_Action item_. Each record is to be written out exactly as it appears.

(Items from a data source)
####################

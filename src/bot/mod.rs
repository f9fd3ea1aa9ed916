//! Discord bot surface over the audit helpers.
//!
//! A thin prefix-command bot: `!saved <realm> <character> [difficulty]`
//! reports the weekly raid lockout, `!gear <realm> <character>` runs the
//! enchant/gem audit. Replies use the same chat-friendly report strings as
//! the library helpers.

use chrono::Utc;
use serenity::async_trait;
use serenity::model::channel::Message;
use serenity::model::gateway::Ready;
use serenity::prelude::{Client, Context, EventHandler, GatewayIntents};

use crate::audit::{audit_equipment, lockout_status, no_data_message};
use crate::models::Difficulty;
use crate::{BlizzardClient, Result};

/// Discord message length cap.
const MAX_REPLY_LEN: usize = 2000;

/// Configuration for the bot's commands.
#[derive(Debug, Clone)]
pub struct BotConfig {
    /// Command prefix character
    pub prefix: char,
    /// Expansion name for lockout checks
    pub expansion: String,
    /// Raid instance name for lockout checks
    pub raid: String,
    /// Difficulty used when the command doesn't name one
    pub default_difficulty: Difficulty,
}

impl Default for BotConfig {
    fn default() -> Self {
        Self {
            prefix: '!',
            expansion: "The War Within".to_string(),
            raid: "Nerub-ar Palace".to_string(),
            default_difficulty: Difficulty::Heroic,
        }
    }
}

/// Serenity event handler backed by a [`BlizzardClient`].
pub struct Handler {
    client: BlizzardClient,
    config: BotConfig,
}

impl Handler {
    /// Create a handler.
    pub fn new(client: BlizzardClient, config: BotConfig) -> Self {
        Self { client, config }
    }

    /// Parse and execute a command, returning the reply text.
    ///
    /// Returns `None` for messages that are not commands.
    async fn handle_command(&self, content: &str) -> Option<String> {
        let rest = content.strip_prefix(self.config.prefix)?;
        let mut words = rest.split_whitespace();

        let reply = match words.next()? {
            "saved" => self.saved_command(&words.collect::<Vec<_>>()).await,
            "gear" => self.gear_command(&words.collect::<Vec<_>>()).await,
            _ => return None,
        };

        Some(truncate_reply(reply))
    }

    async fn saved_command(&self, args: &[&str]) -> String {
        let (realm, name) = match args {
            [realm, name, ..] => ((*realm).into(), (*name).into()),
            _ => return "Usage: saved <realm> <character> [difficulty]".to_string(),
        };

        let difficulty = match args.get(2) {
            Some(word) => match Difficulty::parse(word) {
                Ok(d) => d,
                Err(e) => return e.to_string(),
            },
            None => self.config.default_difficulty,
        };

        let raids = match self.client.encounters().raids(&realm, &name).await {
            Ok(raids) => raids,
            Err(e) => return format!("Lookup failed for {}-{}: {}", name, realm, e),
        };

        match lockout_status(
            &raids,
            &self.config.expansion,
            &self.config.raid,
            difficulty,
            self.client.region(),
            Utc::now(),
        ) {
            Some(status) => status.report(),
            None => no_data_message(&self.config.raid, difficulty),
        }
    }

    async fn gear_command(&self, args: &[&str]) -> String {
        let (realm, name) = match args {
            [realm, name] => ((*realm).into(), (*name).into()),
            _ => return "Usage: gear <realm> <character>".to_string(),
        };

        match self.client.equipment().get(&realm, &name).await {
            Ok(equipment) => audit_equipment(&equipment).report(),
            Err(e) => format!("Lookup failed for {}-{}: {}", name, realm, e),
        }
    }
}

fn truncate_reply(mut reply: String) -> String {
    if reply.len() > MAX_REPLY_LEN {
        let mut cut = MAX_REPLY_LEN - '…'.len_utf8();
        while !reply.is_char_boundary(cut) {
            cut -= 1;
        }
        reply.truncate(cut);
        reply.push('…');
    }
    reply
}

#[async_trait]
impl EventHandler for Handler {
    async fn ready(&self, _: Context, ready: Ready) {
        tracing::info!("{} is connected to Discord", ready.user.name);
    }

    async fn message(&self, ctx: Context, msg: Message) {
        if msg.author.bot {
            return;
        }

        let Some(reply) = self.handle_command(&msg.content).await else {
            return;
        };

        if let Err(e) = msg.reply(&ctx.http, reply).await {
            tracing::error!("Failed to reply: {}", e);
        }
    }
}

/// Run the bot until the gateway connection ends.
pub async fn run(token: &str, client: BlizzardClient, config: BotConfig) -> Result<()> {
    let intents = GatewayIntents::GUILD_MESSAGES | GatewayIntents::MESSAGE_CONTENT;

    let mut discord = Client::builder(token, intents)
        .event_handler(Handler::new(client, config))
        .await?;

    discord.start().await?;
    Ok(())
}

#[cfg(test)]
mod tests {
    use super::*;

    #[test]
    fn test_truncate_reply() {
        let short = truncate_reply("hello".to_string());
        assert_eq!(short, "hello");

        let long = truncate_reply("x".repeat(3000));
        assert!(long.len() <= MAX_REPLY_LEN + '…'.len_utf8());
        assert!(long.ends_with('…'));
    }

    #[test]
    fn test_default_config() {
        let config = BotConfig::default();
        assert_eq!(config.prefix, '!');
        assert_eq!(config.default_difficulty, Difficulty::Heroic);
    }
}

####################

_Answer space_.
filename src/bot/mod.rs
repository f9fd3ea1aa9ed916
//! Discord bot surface over the audit helpers.
//!
//! A thin prefix-command bot: `!saved <realm> <character> [difficulty]`
//! reports the weekly raid lockout, `!gear <realm> <character>` runs the
//! enchant/gem audit. Replies use the same chat-friendly report strings as
//! the library helpers.

use chrono::Utc;
use serenity::async_trait;
use serenity::model::channel::Message;
use serenity::model::gateway::Ready;
use serenity::prelude::{Client, Context, EventHandler, GatewayIntents};

use crate::audit::{audit_equipment, lockout_status, no_data_message};
use crate::models::Difficulty;
use crate::{BlizzardClient, Result};

/// Discord message length cap.
const MAX_REPLY_LEN: usize = 2000;

/// Configuration for the bot's commands.
#[derive(Debug, Clone)]
pub struct BotConfig {
    /// Command prefix character
    pub prefix: char,
    /// Expansion name for lockout checks
    pub expansion: String,
    /// Raid instance name for lockout checks
    pub raid: String,
    /// Difficulty used when the command doesn't name one
    pub default_difficulty: Difficulty,
}

impl Default for BotConfig {
    fn default() -> Self {
        Self {
            prefix: '!',
            expansion: "The War Within".to_string(),
            raid: "Nerub-ar Palace".to_string(),
            default_difficulty: Difficulty::Heroic,
        }
    }
}

/// Serenity event handler backed by a [`BlizzardClient`].
pub struct Handler {
    client: BlizzardClient,
    config: BotConfig,
}

impl Handler {
    /// Create a handler.
    pub fn new(client: BlizzardClient, config: BotConfig) -> Self {
        Self { client, config }
    }

    /// Parse and execute a command, returning the reply text.
    ///
    /// Returns `None` for messages that are not commands.
    async fn handle_command(&self, content: &str) -> Option<String> {
        let rest = content.strip_prefix(self.config.prefix)?;
        let mut words = rest.split_whitespace();

        let reply = match words.next()? {
            "saved" => self.saved_command(&words.collect::<Vec<_>>()).await,
            "gear" => self.gear_command(&words.collect::<Vec<_>>()).await,
            _ => return None,
        };

        Some(truncate_reply(reply))
    }

    async fn saved_command(&self, args: &[&str]) -> String {
        let (realm, name) = match args {
            [realm, name, ..] => ((*realm).into(), (*name).into()),
            _ => return "Usage: saved <realm> <character> [difficulty]".to_string(),
        };

        let difficulty = match args.get(2) {
            Some(word) => match Difficulty::parse(word) {
                Ok(d) => d,
                Err(e) => return e.to_string(),
            },
            None => self.config.default_difficulty,
        };

        let raids = match self.client.encounters().raids(&realm, &name).await {
            Ok(raids) => raids,
            Err(e) => return format!("Lookup failed for {}-{}: {}", name, realm, e),
        };

        match lockout_status(
            &raids,
            &self.config.expansion,
            &self.config.raid,
            difficulty,
            self.client.region(),
            Utc::now(),
        ) {
            Some(status) => status.report(),
            None => no_data_message(&self.config.raid, difficulty),
        }
    }

    async fn gear_command(&self, args: &[&str]) -> String {
        let (realm, name) = match args {
            [realm, name] => ((*realm).into(), (*name).into()),
            _ => return "Usage: gear <realm> <character>".to_string(),
        };

        match self.client.equipment().get(&realm, &name).await {
            Ok(equipment) => audit_equipment(&equipment).report(),
            Err(e) => format!("Lookup failed for {}-{}: {}", name, realm, e),
        }
    }
}

fn truncate_reply(mut reply: String) -> String {
    if reply.len() > MAX_REPLY_LEN {
        let mut cut = MAX_REPLY_LEN - '…'.len_utf8();
        while !reply.is_char_boundary(cut) {
            cut -= 1;
        }
        reply.truncate(cut);
        reply.push('…');
    }
    reply
}

#[async_trait]
impl EventHandler for Handler {
    async fn ready(&self, _: Context, ready: Ready) {
        tracing::info!("{} is connected to Discord", ready.user.name);
    }

    async fn message(&self, ctx: Context, msg: Message) {
        if msg.author.bot {
            return;
        }

        let Some(reply) = self.handle_command(&msg.content).await else {
            return;
        };

        if let Err(e) = msg.reply(&ctx.http, reply).await {
            tracing::error!("Failed to reply: {}", e);
        }
    }
}

/// Run the bot until the gateway connection ends.
pub async fn run(token: &str, client: BlizzardClient, config: BotConfig) -> Result<()> {
    let intents = GatewayIntents::GUILD_MESSAGES | GatewayIntents::MESSAGE_CONTENT;

    let mut discord = Client::builder(token, intents)
        .event_handler(Handler::new(client, config))
        .await?;

    discord.start().await?;
    Ok(())
}

#[cfg(test)]
mod tests {
    use super::*;

    #[test]
    fn test_truncate_reply() {
        let short = truncate_reply("hello".to_string());
        assert_eq!(short, "hello");

        let long = truncate_reply("x".repeat(3000));
        assert!(long.len() <= MAX_REPLY_LEN + '…'.len_utf8());
        assert!(long.ends_with('…'));
    }

    #[test]
    fn test_default_config() {
        let config = BotConfig::default();
        assert_eq!(config.prefix, '!');
        assert_eq!(config.default_difficulty, Difficulty::Heroic);
    }
}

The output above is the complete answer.